Since each graphite phase is a distinct diffraction peak in the diffractogram, the lithiation in the negative electrode is expressed as the estimation of x in LixC6. This was determined by summing the lithium content from the measured stages of lithiation during the experiment. Therefore, the lithiation inside the two cells is expressed through the plot of x in in LixC6 across the battery volume as function of a coloured bar: the fully lithiated state in LiC6 is represented by dark red voxels. When the volume is black, the negative electrode is in the fully delithiated state, C6. The LiC12stage can be found at x=0.5 in light green coloured voxels.
Fig 4a shows the comparison between the pristine and aged cell at the end of a charge and at the end of a discharge. In the discharged state, the pristine cell showed a prevalence for voxels in a fully delithiated state and a few with x=0.05, showing almost full reversibility of the lithiation processes. On the other hand, the aged cell was not able to reach a fully discharged state and all the voxels show a distribution of x=0.05, 0.1, 0.15. Moreover, at the centre of the aged cell there is a mixture of x=0.5, 0.45, 0.4.
In the charged state, the pristine cell showed a homogenous fully charged state distribution, while the aged cell shows an inhomogeneous distribution of x=0.8, 0.85, 0.9. In this case, the centre of the aged cell shows a distribution of x between 0.2 and 0.6, indicating a multiplicity of lithiation states between
LiC30 and LiC12. The aged cell lithiation during charge demonstrated a general loss of activity in the cell’s centre.
The different lithiation distributions of the pristine and aged cells in the discharged and charged state is shown in Fig 4d, where the number of voxels containing a certain x in LixC6 are plotted as a bar chart for both cells. The aged cell showed a broader distribution of lithiation states, highlighting the fact that after multiple cycles there is a decrease in the cell capacity and efficiency across the negative electrode.
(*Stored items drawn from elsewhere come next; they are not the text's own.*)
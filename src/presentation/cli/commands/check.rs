use std::future::Future;
use std::io::Write;
use std::path::PathBuf;

use anyhow::Context;

use crate::application::services::HealthCheckService;
use crate::domain::health::classify_alert;
use crate::domain::ports::{DependencyProbe, ReportSink};
use crate::domain::value_objects::StatusLevel;
use crate::infrastructure::probes::run_probes;
use crate::presentation::cli::formatters::{format_alert, render_structured, render_text};

/// Exit code for a run cut short by Ctrl+C.
pub const EXIT_INTERRUPTED: u8 = 130;

/// Output choices for one `check` run.
#[derive(Debug, Clone, PartialEq, Eq)]
pub struct CheckOptions {
    pub quiet: bool,
    pub json: bool,
    pub pretty: bool,
    /// `None` disables the report file.
    pub export_path: Option<PathBuf>,
}

#[derive(Debug, Clone, PartialEq, Eq)]
pub enum CheckOutcome {
    Completed {
        overall: StatusLevel,
        /// Path actually written, `None` if export was disabled or failed.
        exported: Option<PathBuf>,
    },
    Interrupted,
}

impl CheckOutcome {
    #[must_use]
    pub const fn exit_code(&self) -> u8 {
        match self {
            Self::Completed { overall, .. } => classify_alert(*overall).exit_code(),
            Self::Interrupted => EXIT_INTERRUPTED,
        }
    }
}

/// Run one health check: collect, probe dependencies, report, export, alert.
///
/// Collection runs on a blocking thread (the CPU sample sleeps for its
/// interval). Ctrl+C before the report is built abandons the run without
/// writing anything. An export failure is printed to stderr and leaves the
/// outcome untouched.
///
/// # Errors
///
/// Returns an error if the collection task panics, if no subsystem could be
/// measured, or if writing to `out` fails.
pub async fn run_check<W: Write>(
    service: HealthCheckService,
    probes: Vec<Box<dyn DependencyProbe>>,
    sink: &dyn ReportSink,
    options: &CheckOptions,
    out: &mut W,
) -> anyhow::Result<CheckOutcome> {
    run_check_until(
        service,
        probes,
        sink,
        options,
        out,
        tokio::signal::ctrl_c(),
    )
    .await
}

/// Resolves when `signal` reports an interrupt.
///
/// If the signal handler cannot be installed the run continues
/// uninterruptible instead of being reported as interrupted.
async fn interrupt_requested(signal: impl Future<Output = std::io::Result<()>>) {
    if let Err(e) = signal.await {
        tracing::warn!(error = %e, "Ctrl+C handler unavailable, run cannot be interrupted");
        std::future::pending::<()>().await;
    }
}

async fn run_check_until<W: Write>(
    service: HealthCheckService,
    probes: Vec<Box<dyn DependencyProbe>>,
    sink: &dyn ReportSink,
    options: &CheckOptions,
    out: &mut W,
    signal: impl Future<Output = std::io::Result<()>>,
) -> anyhow::Result<CheckOutcome> {
    let shutdown = interrupt_requested(signal);
    tokio::pin!(shutdown);

    let collection = tokio::task::spawn_blocking(move || service.collect());
    let pass = tokio::select! {
        joined = collection => joined.context("Collection task failed")?,
        () = &mut shutdown => return Ok(CheckOutcome::Interrupted),
    };

    let dependencies = tokio::select! {
        checks = run_probes(&probes) => checks,
        () = &mut shutdown => return Ok(CheckOutcome::Interrupted),
    };

    let report = pass.into_report(dependencies)?;
    let structured = render_structured(&report, options.pretty)?;

    if options.json {
        out.write_all(&structured)?;
    } else if !options.quiet {
        write!(out, "{}", render_text(&report))?;
    }

    let exported = match &options.export_path {
        Some(path) => match sink.write(path, &structured) {
            Ok(()) => {
                tracing::info!(path = %path.display(), "health report exported");
                if !options.json && !options.quiet {
                    writeln!(out, "\nHealth report exported to: {}", path.display())?;
                }
                Some(path.clone())
            }
            Err(e) => {
                eprintln!("Export failed: {e}");
                None
            }
        },
        None => None,
    };

    let alert = classify_alert(report.overall());
    if options.json {
        // Keep stdout pure JSON.
        eprintln!("{}", format_alert(&alert));
    } else {
        writeln!(out, "\n{}", format_alert(&alert))?;
    }

    Ok(CheckOutcome::Completed {
        overall: report.overall(),
        exported,
    })
}
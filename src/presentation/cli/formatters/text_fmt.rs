use std::fmt::Write;

use super::status_fmt::{banner, colorize_status, section_header};
use super::units::{bytes_to_gb, bytes_to_mb, format_timestamp, round2};
use crate::domain::entities::{
    CpuSample, DependencyCheck, HealthReport, MemorySample, NetworkSample, PartitionEntry,
    ProcessSummary, SkipDiagnostic, SubsystemDetail, SubsystemReport,
};

/// Console rendering of a report.
///
/// Sections follow the report's own order (system, then each subsystem as
/// collected, then dependencies) and end with the overall verdict, the same
/// order as the structured export.
#[must_use]
pub fn render_text(report: &HealthReport) -> String {
    let mut out = String::new();
    // Writing into a String never fails.
    let _ = write_report(&mut out, report);
    out
}

fn write_report(out: &mut String, report: &HealthReport) -> std::fmt::Result {
    out.push_str(&banner(&format!(
        "SYSTEM HEALTH REPORT - {}",
        format_timestamp(report.timestamp())
    )));

    out.push_str(&section_header("SYSTEM INFORMATION"));
    for (label, value) in report.system().entries() {
        writeln!(out, "  {label}: {value}")?;
    }

    for subsystem in report.subsystems() {
        write_subsystem(out, subsystem)?;
    }

    if !report.dependencies().is_empty() {
        write_dependencies(out, report.dependencies())?;
    }

    writeln!(out)?;
    writeln!(out, "{}", "=".repeat(80))?;
    writeln!(
        out,
        "OVERALL HEALTH: {}",
        colorize_status(Some(report.overall()))
    )?;
    writeln!(out, "{}", "=".repeat(80))
}

fn write_subsystem(out: &mut String, report: &SubsystemReport) -> std::fmt::Result {
    out.push_str(&section_header(&format!(
        "{} - {}",
        report.kind(),
        colorize_status(report.status())
    )));

    match report.detail() {
        SubsystemDetail::Cpu(cpu) => write_cpu(out, cpu)?,
        SubsystemDetail::Memory(memory) => write_memory(out, memory)?,
        SubsystemDetail::Disk(partitions) => write_disk(out, partitions)?,
        SubsystemDetail::Network(network) => write_network(out, network)?,
        SubsystemDetail::Processes(summary) => write_processes(
            out,
            summary,
            report.sample_value("process_table_percent"),
        )?,
        SubsystemDetail::Unavailable => {}
    }
    write_skipped(out, report.skipped())
}

fn write_cpu(out: &mut String, cpu: &CpuSample) -> std::fmt::Result {
    match cpu.physical_cores {
        Some(cores) => writeln!(out, "  Physical Cores: {cores}")?,
        None => writeln!(out, "  Physical Cores: unknown")?,
    }
    writeln!(out, "  Logical Cores: {}", cpu.logical_cores)?;
    writeln!(out, "  Total Usage: {}%", round2(cpu.percent_total))?;
    let per_core: Vec<String> = cpu
        .percent_per_core
        .iter()
        .map(|pct| format!("{}%", round2(*pct)))
        .collect();
    writeln!(out, "  Per-Core Usage: {}", per_core.join(", "))?;
    match cpu.frequency_mhz {
        Some(mhz) => writeln!(out, "  Frequency: {mhz} MHz"),
        None => writeln!(out, "  Frequency: unknown"),
    }
}

fn write_memory(out: &mut String, memory: &MemorySample) -> std::fmt::Result {
    writeln!(out, "  Total: {} GB", bytes_to_gb(memory.total_bytes))?;
    writeln!(out, "  Available: {} GB", bytes_to_gb(memory.available_bytes))?;
    writeln!(out, "  Used: {} GB", bytes_to_gb(memory.used_bytes))?;
    writeln!(out, "  Usage: {}%", round2(memory.percent_used))?;
    writeln!(out, "  Swap Total: {} GB", bytes_to_gb(memory.swap_total_bytes))?;
    writeln!(out, "  Swap Used: {} GB", bytes_to_gb(memory.swap_used_bytes))?;
    writeln!(out, "  Swap Usage: {}%", round2(memory.swap_percent))
}

fn write_disk(out: &mut String, partitions: &[PartitionEntry]) -> std::fmt::Result {
    for entry in partitions {
        let p = &entry.partition;
        writeln!(
            out,
            "  Mount Point: {} - {}",
            p.mount_point,
            colorize_status(Some(entry.status))
        )?;
        writeln!(out, "    Device: {} | Filesystem: {}", p.device, p.filesystem)?;
        writeln!(
            out,
            "    Total: {} GB | Used: {} GB | Free: {} GB | Usage: {}%",
            bytes_to_gb(p.total_bytes),
            bytes_to_gb(p.used_bytes),
            bytes_to_gb(p.free_bytes),
            round2(p.percent_used)
        )?;
    }
    Ok(())
}

fn write_network(out: &mut String, network: &NetworkSample) -> std::fmt::Result {
    writeln!(out, "  Data Sent: {} MB", bytes_to_mb(network.bytes_sent))?;
    writeln!(out, "  Data Received: {} MB", bytes_to_mb(network.bytes_recv))?;
    writeln!(out, "  Packets Sent: {}", network.packets_sent)?;
    writeln!(out, "  Packets Received: {}", network.packets_recv)?;
    writeln!(out, "  Errors In: {}", network.errors_in)?;
    writeln!(out, "  Errors Out: {}", network.errors_out)?;
    writeln!(out, "  Interfaces: {}", network.interface_count)?;
    writeln!(out, "  Error Rate: {}%", round2(network.error_percent()))
}

fn write_processes(
    out: &mut String,
    summary: &ProcessSummary,
    table_percent: Option<f64>,
) -> std::fmt::Result {
    writeln!(out, "  Total Processes: {}", summary.total_processes)?;
    match table_percent {
        Some(pct) => writeln!(out, "  Process Table Usage: {}%", round2(pct))?,
        None => writeln!(out, "  Process Table Usage: unknown")?,
    }
    if !summary.top_cpu.is_empty() {
        writeln!(out, "  Top CPU Consumers:")?;
    }
    for proc_info in &summary.top_cpu {
        writeln!(
            out,
            "    PID: {} | Name: {} | CPU: {}% | MEM: {}%",
            proc_info.pid,
            proc_info.name,
            round2(proc_info.cpu_percent),
            round2(proc_info.memory_percent)
        )?;
    }
    Ok(())
}

fn write_skipped(out: &mut String, skipped: &[SkipDiagnostic]) -> std::fmt::Result {
    for diagnostic in skipped {
        writeln!(out, "  Skipped {diagnostic}")?;
    }
    Ok(())
}

fn write_dependencies(out: &mut String, checks: &[DependencyCheck]) -> std::fmt::Result {
    out.push_str(&section_header("DEPENDENCIES"));
    for check in checks {
        writeln!(out, "  {}: {}", check.name, check.status)?;
    }
    Ok(())
}
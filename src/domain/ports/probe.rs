use async_trait::async_trait;

use crate::domain::entities::{DependencyCheck, DependencyStatus};

/// Reachability check for an optional external dependency.
///
/// Implementations never fail: every problem is folded into
/// [`DependencyStatus::Failed`] or [`DependencyStatus::Skipped`].
#[async_trait]
pub trait DependencyProbe: Send + Sync {
    fn name(&self) -> &str;

    async fn check(&self) -> DependencyStatus;

    async fn run(&self) -> DependencyCheck {
        DependencyCheck {
            name: self.name().to_string(),
            status: self.check().await,
        }
    }
}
XRD-CT proved to be a useful technique to analyse material degradation into commercial cells. An important aspect is that with one test it is possible to acquire crystallographic information on all the cell component with a good spatial resolution (micrometers). Therefore, with one test it is possible to study the performance of electrodes, with the advantage of high spatial resolution across the cell volume over time and over different states of charge.